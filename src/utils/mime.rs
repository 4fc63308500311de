//! Media types for data URIs.

/// Media type of a module id or path, by extension. The query is ignored.
pub fn from_path(path: &str) -> &'static str {
    let file = crate::naming::strip_query(path);
    let ext = file
        .rsplit('/')
        .next()
        .and_then(|base| base.rsplit_once('.'))
        .map(|(_, ext)| ext.to_ascii_lowercase());

    match ext.as_deref() {
        Some("png") => "image/png",
        Some("jpg" | "jpeg") => "image/jpeg",
        Some("gif") => "image/gif",
        Some("webp") => "image/webp",
        Some("avif") => "image/avif",
        Some("svg") => "image/svg+xml",
        Some("ico") => "image/x-icon",
        Some("bmp") => "image/bmp",

        Some("woff") => "font/woff",
        Some("woff2") => "font/woff2",
        Some("ttf") => "font/ttf",
        Some("otf") => "font/otf",
        Some("eot") => "application/vnd.ms-fontobject",

        Some("mp3") => "audio/mpeg",
        Some("wav") => "audio/wav",
        Some("ogg") => "audio/ogg",
        Some("flac") => "audio/flac",
        Some("mp4") => "video/mp4",
        Some("webm") => "video/webm",
        Some("avi") => "video/x-msvideo",
        Some("mov") => "video/quicktime",

        Some("css") => "text/css",
        Some("js" | "mjs" | "cjs") => "text/javascript",
        Some("json") => "application/json",
        _ => "application/octet-stream",
    }
}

To do:
Copy all lines of the listing above that contain the string "path".

Answer for this exercise:
/// Media type of a module id or path, by extension. The query is ignored.
pub fn from_path(path: &str) -> &'static str {
    let file = crate::naming::strip_query(path);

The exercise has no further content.